One thousand flowers bloom. Reflecting on the past.

It finally happened. My one thousandth post on Instagram. While for some this means nothing, for me, it reflects quite a journey. For those who follow my posts, I’ve never strayed from what my little bio reads: “Just a man, wandering the world, making tea.” While, certainly, many of the images I snapped and shared throughout the years may not have been “tea-centric”, many of them have.

Beyond this, within the half-a-decade I’ve been sharing via this platform, I’ve seen my practice of tea deepen. This I’ve also shared on my blog Scotttea and through countless public and private, organized and impromptu tea sessions with thousands of people. Many small images. Many cups of tea. Many hearts moved to share a moment.

On this hot June day, I sit down to reflect on this. To celebrate, I decide to make tea in a large antique teabowl roughly dating from the Song and Yuan period (960-1368). Scooping tea into a small wooden 棗 natsume (tea container), I contemplate how many scoops of tea I’ve issued-out over the years to make thousands of bowls of tea.

Assembling the teaware together, I can’t help but to appreciate the harmony of the object seated together. The cream color and crackled glaze of the antique 茶碗 chawan (teabowl), the texture of the overturned 茶杓 chashaku (teascoop), the soft folds of the white linen 茶巾 chakin (tea cloth). I purify each object, some with a silk 袱紗 fukusa (small cloth for cleansing teaware), some with the hot water from the 茶釜 chagama (spoutless kettle).

The wetted ancient bowl now seems revived. The fissures in the glaze awaken. The color of the underlying clay deepens.

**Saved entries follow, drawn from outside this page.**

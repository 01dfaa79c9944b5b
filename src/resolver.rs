//! Face token resolution.
//!
//! A card face is stored as a token: either literal text, or a
//! `ref://<filename>` reference into a package's asset area. Resolution turns
//! a token into typed content by extension (`.png`/`.jpg` image, `.rtf` rich
//! text, `.txt` plain text). Unresolvable content degrades to `None` instead
//! of erroring; failure visibility stays with the caller.
//!
//! Decks derived directly from a folder of image files use a legacy naming
//! convention instead of explicit tokens: a front asset named `*.front.*`
//! pairs with the `*.back.*` file of the same name.

use std::fs;
use std::path::{Path, PathBuf};

use thiserror::Error;

/// Token prefix marking a filename inside the package's asset area.
pub const REF_SCHEME: &str = "ref://";

/// Marker substring of a legacy front asset filename.
pub const FRONT_MARKER: &str = ".front.";

/// Marker substituted for [`FRONT_MARKER`] to locate the paired back asset.
pub const BACK_MARKER: &str = ".back.";

#[derive(Error, Debug)]
#[error("asset not found: {}", .0.display())]
pub struct ResourceNotFound(pub PathBuf);

/// Materialized content of a card face.
#[derive(Clone, Debug, PartialEq, Eq)]
pub enum FaceContent {
    /// Inline text, or the contents of a referenced `.txt` file.
    Text(String),
    /// Raw bytes of a referenced `.rtf` document.
    RichText(Vec<u8>),
    /// Resolved path of a referenced image file.
    ImageRef(PathBuf),
}

/// Builds a `ref://` token for an asset filename.
pub fn ref_token(filename: &str) -> String {
    format!("{REF_SCHEME}{filename}")
}

/// The asset filename of a `ref://` token, or `None` for inline text.
pub fn ref_filename(token: &str) -> Option<&str> {
    token.strip_prefix(REF_SCHEME)
}

/// Resolves a face token against a package's asset directory.
///
/// Inline tokens resolve to themselves. Reference tokens are dispatched on
/// extension with a single read attempt; a missing or unreadable file, or an
/// unrecognized extension, yields `None`. Never panics.
pub fn resolve(token: &str, asset_dir: &Path) -> Option<FaceContent> {
    let Some(name) = ref_filename(token) else {
        return Some(FaceContent::Text(token.to_string()));
    };

    let path = asset_dir.join(name);
    match path.extension().and_then(|ext| ext.to_str()) {
        Some("png") | Some("jpg") => fs::metadata(&path).ok().map(|_| FaceContent::ImageRef(path)),
        Some("rtf") => fs::read(&path).ok().map(FaceContent::RichText),
        Some("txt") => fs::read_to_string(&path).ok().map(FaceContent::Text),
        _ => None,
    }
}

/// Locates the back asset paired with a legacy `*.front.*` file.
///
/// The back filename is derived by substituting `.back.` for `.front.` in
/// the front filename, then probed once; a missing file is the sole failure
/// signal.
pub fn pair_back_file(front: &Path) -> Result<PathBuf, ResourceNotFound> {
    let name = front
        .file_name()
        .and_then(|name| name.to_str())
        .ok_or_else(|| ResourceNotFound(front.to_path_buf()))?;
    let back = front.with_file_name(name.replace(FRONT_MARKER, BACK_MARKER));
    match fs::metadata(&back) {
        Ok(_) => Ok(back),
        Err(_) => Err(ResourceNotFound(back)),
    }
}

/// Whether a filename follows the legacy front-asset naming convention.
pub fn is_front_asset(filename: &str) -> bool {
    filename.contains(FRONT_MARKER)
}

#[cfg(test)]
mod tests {
    use super::*;
    use std::fs;
    use tempfile::TempDir;

    #[test]
    fn test_inline_text_resolves_to_itself() {
        let dir = TempDir::new().unwrap();

        let content = resolve("What is the capital of France?", dir.path());
        assert_eq!(
            content,
            Some(FaceContent::Text("What is the capital of France?".into()))
        );
    }

    #[test]
    fn test_txt_reference_reads_file_contents() {
        let dir = TempDir::new().unwrap();
        fs::write(dir.path().join("note.txt"), "Paris").unwrap();

        let content = resolve("ref://note.txt", dir.path());
        assert_eq!(content, Some(FaceContent::Text("Paris".into())));
    }

    #[test]
    fn test_rtf_reference_yields_raw_bytes() {
        let dir = TempDir::new().unwrap();
        let bytes = b"{\\rtf1 hello}".to_vec();
        fs::write(dir.path().join("face.rtf"), &bytes).unwrap();

        let content = resolve("ref://face.rtf", dir.path());
        assert_eq!(content, Some(FaceContent::RichText(bytes)));
    }

    #[test]
    fn test_image_reference_resolves_to_path() {
        let dir = TempDir::new().unwrap();
        fs::write(dir.path().join("map.png"), b"png").unwrap();

        let content = resolve("ref://map.png", dir.path());
        assert_eq!(
            content,
            Some(FaceContent::ImageRef(dir.path().join("map.png")))
        );
    }

    #[test]
    fn test_missing_reference_degrades_to_none() {
        let dir = TempDir::new().unwrap();

        assert_eq!(resolve("ref://gone.png", dir.path()), None);
        assert_eq!(resolve("ref://gone.txt", dir.path()), None);
    }

    #[test]
    fn test_unknown_extension_is_unresolved_even_if_present() {
        let dir = TempDir::new().unwrap();
        fs::write(dir.path().join("doc.pdf"), b"pdf").unwrap();

        assert_eq!(resolve("ref://doc.pdf", dir.path()), None);
    }

    #[test]
    fn test_pair_back_file_by_naming_convention() {
        let dir = TempDir::new().unwrap();
        fs::write(dir.path().join("berlin.front.png"), b"f").unwrap();
        fs::write(dir.path().join("berlin.back.png"), b"b").unwrap();

        let back = pair_back_file(&dir.path().join("berlin.front.png")).unwrap();
        assert_eq!(back, dir.path().join("berlin.back.png"));
    }

    #[test]
    fn test_pair_back_file_missing_counterpart() {
        let dir = TempDir::new().unwrap();
        fs::write(dir.path().join("rome.front.png"), b"f").unwrap();

        let err = pair_back_file(&dir.path().join("rome.front.png")).unwrap_err();
        assert_eq!(err.0, dir.path().join("rome.back.png"));
    }

    #[test]
    fn test_token_helpers() {
        assert_eq!(ref_token("a.png"), "ref://a.png");
        assert_eq!(ref_filename("ref://a.png"), Some("a.png"));
        assert_eq!(ref_filename("plain text"), None);
        assert!(is_front_asset("x.front.png"));
        assert!(!is_front_asset("x.back.png"));
    }
}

A small patch of glaze in the center of the bowl beckons for tea.

Three scoops of bright, freshly-ground 抹茶 matcha powder is placed atop this, into which I engrave a small secret marking.

The void upon the heaped mound of tea in the natsume. An amount telling of what I’ve removed from this world. Telling of the amount I’ve given back.

The 茶筅 chasen (tea whisk) is placed upon the small clump of tea, covering it from the direct stream of hot water I pour over it.

Taking the whisk in hand, I breathe outward, offering up my internal energy as I whip-up a frothy bowl of tea.

As I sit to enjoy this tea, this humid Summer’s day, I notice the residue of tea upon the chashaku. I notice the shift in light within the tearoom. I take in the aroma of sweet smelling incense. I hear the roll of thunder from a distant storm.

One thousand images. One thousand moments. In June, the hydrangea blooms, producing one thousand flowers with every blossom. A burst of color. A flash of lightning. A bowl of tea.

Cleaning up afterwards, I set the chasen upwards, something my school of tea does during the warmer days of Summer. When the seasons change, we change. Nothing remains constant, for that I am sure.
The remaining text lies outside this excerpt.